At the time—much to the chagrin of both the band’s fans and its other members—Anastasio said he felt as though Phish had run its course and the last thing he wanted was for the band to become a “nostalgia act.”

It later came to light that the guitarist was battling demons of his own. After pursuing their own musical endeavors over the next five years—and earning acclaim on individual bases—the band reunited again, this time ostensibly for good, in 2009.

Though the members proved they could be successful on their own, the band has continued to write impressive new chapters in its history.

phish4For example, every time since 1994 that Phish played on Halloween, the band donned a “musical costume.” The group would cover classic rock albums ranging from the Rolling Stones’ Exile on Main Street to the Beatles’ White Album to Talking Heads’ Remain in Light.

On Oct. 31, 2013, however, Phish had something different in mind.

That night, in Atlantic City, the band covered a future version of itself, so to speak, debuting a set of tracks it envisioned would appear on the group’s upcoming album. That set resulted in Phish’s 2014 effort, Fuego, which the band wrote and recorded as a unit, rather than having individual members bring their own ideas to the table as the group had done in the past.

The result of that collaboration? Some critics even declared Fuego to be Phish’s best studio work to date.

3. Don’t be afraid to push the envelope. And never be scared to take risks.

There’s a reason Phish metamorphosed from a group of pimply-faced faux hippies into an underground cultural phenomenon that doubles as one of the nation’s highest grossing touring acts: For more than three decades, the band has routinely defied expectations and redefined what it means to play live music.

What’d your favorite band do to ring in the new millennium? Phish watched 1999 fade into 2000 at its own festival in Big Cypress, Fla. As the ball dropped, the quartet had just begun what would inarguably become one of the most important sets of its career: a seven-hour marathon that started before midnight and didn’t stop until sunrise.

Fast forward more than a decade later: Refusing to become stale a year after debuting 12 new songs in Atlantic City, Phish took the stage in Las Vegas on Halloween in 2014 and served up another treat for its fans. The band played 10 new songs inspired by the classic Disney sound effects album Chilling, Thrilling Sounds of the Haunted House—a set that was even better received than the one a year prior.

Even after 30 years of success, the band remains committed to taking risks—and the results have been extremely positive.

4. Focus on the present moment. You never know where it will take you.

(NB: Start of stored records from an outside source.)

use std::{
    env, fs,
    path::{Path, PathBuf},
    time::Duration,
};

use serde::Deserialize;

use crate::{ScoutError, SecretValue, require_var};

const DEFAULT_CONFIG_PATH: &str = "scout.toml";
const CONFIG_PATH_ENV: &str = "SCOUT_CONFIG";
const BASE_URL_ENV: &str = "OPENAI_BASE_URL";
const MODEL_ENV: &str = "OPENAI_MODEL";

/// Runtime configuration, built once at startup and handed to every component.
#[derive(Debug, Clone, Default, Deserialize)]
#[serde(default)]
pub struct Config {
    pub llm: LlmConfig,
    pub search: SearchConfig,
    pub tools: ToolsConfig,
    pub research: ResearchConfig,
    pub logging: LoggingConfig,
}

impl Config {
    /// Apply command-line overrides. Call [`ConfigLoader::validate`] afterwards.
    pub fn with_overrides(mut self, overrides: &ConfigOverrides) -> Self {
        if let Some(model) = &overrides.model {
            self.llm.model = model.clone();
        }
        if let Some(max) = overrides.max_tool_calls {
            self.research.max_tool_calls = max;
        }
        if overrides.verbose {
            self.logging.verbose = true;
        }
        self
    }
}

/// Values the binary may force on top of file and environment settings.
#[derive(Debug, Clone, Default)]
pub struct ConfigOverrides {
    pub model: Option<String>,
    pub max_tool_calls: Option<usize>,
    pub verbose: bool,
}

/// Loads configuration from an optional TOML file plus environment variables.
pub struct ConfigLoader;

impl ConfigLoader {
    /// Load configuration from the process environment.
    ///
    /// Resolution order for the file:
    /// 1. Explicit `path` argument (must exist).
    /// 2. `SCOUT_CONFIG` environment variable (must exist).
    /// 3. `scout.toml` in the current working directory (optional).
    pub fn load(
        path: Option<PathBuf>,
        overrides: &ConfigOverrides,
    ) -> Result<Config, ScoutError> {
        Self::load_with(path, overrides, |name| env::var(name).ok())
    }

    /// Same as [`ConfigLoader::load`] with an injectable variable source.
    pub fn load_with<F>(
        path: Option<PathBuf>,
        overrides: &ConfigOverrides,
        lookup: F,
    ) -> Result<Config, ScoutError>
    where
        F: Fn(&str) -> Option<String>,
    {
        let config = match resolve_path(path, &lookup) {
            Some((candidate, required)) => read_file(&candidate, required)?,
            None => Config::default(),
        };
        Self::resolve(config, overrides, lookup)
    }

    /// Parse a TOML document without touching the filesystem.
    pub fn from_toml<F>(
        raw: &str,
        overrides: &ConfigOverrides,
        lookup: F,
    ) -> Result<Config, ScoutError>
    where
        F: Fn(&str) -> Option<String>,
    {
        let config: Config = toml::from_str(raw)
            .map_err(|err| ScoutError::InvalidConfiguration(err.to_string()))?;
        Self::resolve(config, overrides, lookup)
    }

    fn resolve<F>(
        mut config: Config,
        overrides: &ConfigOverrides,
        lookup: F,
    ) -> Result<Config, ScoutError>
    where
        F: Fn(&str) -> Option<String>,
    {
        if let Some(base_url) = lookup(BASE_URL_ENV).filter(|v| !v.trim().is_empty()) {
            config.llm.base_url = base_url.trim().to_string();
        }
        if let Some(model) = lookup(MODEL_ENV).filter(|v| !v.trim().is_empty()) {
            config.llm.model = model.trim().to_string();
        }

        config = config.with_overrides(overrides);
        Self::validate(&config)?;

        config.llm.api_key = require_var(&config.llm.api_key_env, &lookup)?;
        config.search.api_key = require_var(&config.search.api_key_env, &lookup).ok();

        Ok(config)
    }

    pub fn validate(config: &Config) -> Result<(), ScoutError> {
        if config.llm.api_key_env.trim().is_empty() {
            return Err(ScoutError::InvalidConfiguration(
                "llm.api_key_env must reference an environment variable".into(),
            ));
        }
        if config.llm.model.trim().is_empty() {
            return Err(ScoutError::InvalidConfiguration(
                "llm.model must not be empty".into(),
            ));
        }
        if config.research.max_tool_calls == 0 {
            return Err(ScoutError::InvalidConfiguration(
                "research.max_tool_calls must be at least 1".into(),
            ));
        }
        if config.tools.scrape_max_chars == 0 || config.tools.file_max_bytes == 0 {
            return Err(ScoutError::InvalidConfiguration(
                "tool limits must be positive".into(),
            ));
        }
        if config.tools.timeout_secs == 0 || config.llm.timeout_secs == 0 {
            return Err(ScoutError::InvalidConfiguration(
                "timeouts must be positive".into(),
            ));
        }
        Ok(())
    }
}

fn resolve_path<F>(path: Option<PathBuf>, lookup: &F) -> Option<(PathBuf, bool)>
where
    F: Fn(&str) -> Option<String>,
{
    if let Some(path) = path {
        return Some((path, true));
    }

    if let Some(from_env) = lookup(CONFIG_PATH_ENV) {
        if !from_env.trim().is_empty() {
            return Some((PathBuf::from(from_env.trim()), true));
        }
    }

    let default = Path::new(DEFAULT_CONFIG_PATH);
    default.exists().then(|| (default.to_path_buf(), false))
}

fn read_file(path: &Path, required: bool) -> Result<Config, ScoutError> {
    match fs::read_to_string(path) {
        Ok(raw) => toml::from_str(&raw).map_err(|err| {
            ScoutError::InvalidConfiguration(format!("{}: {err}", path.display()))
        }),
        Err(err) if !required && err.kind() == std::io::ErrorKind::NotFound => {
            Ok(Config::default())
        }
        Err(err) => Err(ScoutError::config_io(path.to_path_buf(), err)),
    }
}

#[derive(Debug, Clone, Deserialize)]
#[serde(default)]
pub struct LlmConfig {
    pub base_url: String,
    pub model: String,
    /// Model used by the answer agent; falls back to `model`.
    pub answer_model: Option<String>,
    pub api_key_env: String,
    pub temperature: Option<f32>,
    pub max_tokens: u32,
    pub timeout_secs: u64,
    #[serde(skip)]
    pub api_key: SecretValue,
}

impl LlmConfig {
    pub fn answer_model(&self) -> &str {
        self.answer_model.as_deref().unwrap_or(&self.model)
    }

    pub fn timeout(&self) -> Duration {
        Duration::from_secs(self.timeout_secs)
    }
}

impl Default for LlmConfig {
    fn default() -> Self {
        Self {
            base_url: "https://api.openai.com".to_string(),
            model: "gpt-4o".to_string(),
            answer_model: None,
            api_key_env: "OPENAI_API_KEY".to_string(),
            temperature: None,
            max_tokens: 4096,
            timeout_secs: 120,
            api_key: SecretValue::default(),
        }
    }
}

#[derive(Debug, Clone, Deserialize)]
#[serde(default)]
pub struct SearchConfig {
    pub base_url: String,
    pub api_key_env: String,
    pub max_results: usize,
    #[serde(skip)]
    pub api_key: Option<SecretValue>,
}

impl Default for SearchConfig {
    fn default() -> Self {
        Self {
            base_url: "https://api.tavily.com".to_string(),
            api_key_env: "TAVILY_API_KEY".to_string(),
            max_results: 5,
            api_key: None,
        }
    }
}

#[derive(Debug, Clone, Deserialize)]
#[serde(default)]
pub struct ToolsConfig {
    pub timeout_secs: u64,
    pub scrape_max_chars: usize,
    pub file_max_bytes: u64,
    pub file_root: PathBuf,
    pub user_agent: String,
}

impl ToolsConfig {
    pub fn timeout(&self) -> Duration {
        Duration::from_secs(self.timeout_secs)
    }
}

impl Default for ToolsConfig {
    fn default() -> Self {
        Self {
            timeout_secs: 30,
            scrape_max_chars: 15_000,
            file_max_bytes: 1024 * 1024,
            file_root: PathBuf::from("."),
            user_agent: "Mozilla/5.0 (Windows NT 10.0; Win64; x64) AppleWebKit/537.36 \
                         (KHTML, like Gecko) Chrome/124.0 Safari/537.36"
                .to_string(),
        }
    }
}

#[derive(Debug, Clone, Deserialize)]
#[serde(default)]
pub struct ResearchConfig {
    pub max_tool_calls: usize,
}

impl Default for ResearchConfig {
    fn default() -> Self {
        Self { max_tool_calls: 10 }
    }
}

#[derive(Debug, Clone, Default, Deserialize)]
#[serde(default)]
pub struct LoggingConfig {
    pub verbose: bool,
    /// Explicit `EnvFilter` directive; `RUST_LOG` still wins when set.
    pub filter: Option<String>,
}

Phish’s rabid fans follow the band from city to city—and even overseas, too—because they know that every show offers something unique. That’s because the quartet varies its set lists every night. And though Phish might play some of the same songs over the course of its tours, there’s no chance that any versions will be the same.

Phish1Case in point? “The boys,” as the basement dwellers on Phantasy Tour so lovingly call them, have covered the Velvet Underground song “Rock and Roll” 69 times since 1998. Usually, the band will play its standard interpretation of the song, and the result is a classic rock dance party.

But since its inception, when at its best, the group has always focused on the present moment, allowing its collective subconscious to direct where songs wind up. When the quartet truly surrenders to the flow, the results speak for themselves.

Just check out Phish’s take on “Rock and Roll” on Aug. 5, 2011 at The Gorge, where the standard rock tune bloomed into a sort of psychedelic funk masterpiece that some folk might argue defied the space-time continuum.

Some of the band’s finer moments have come from this commitment to improvisation. Which just goes to show that while you can’t go wrong preparing for the future, you can’t afford to neglect the now. You never know where it might lead you.

So take risks. Focus on what you’re doing this moment. When at last the work is done, take a break. And remember, oftentimes, your best work results from collaboration.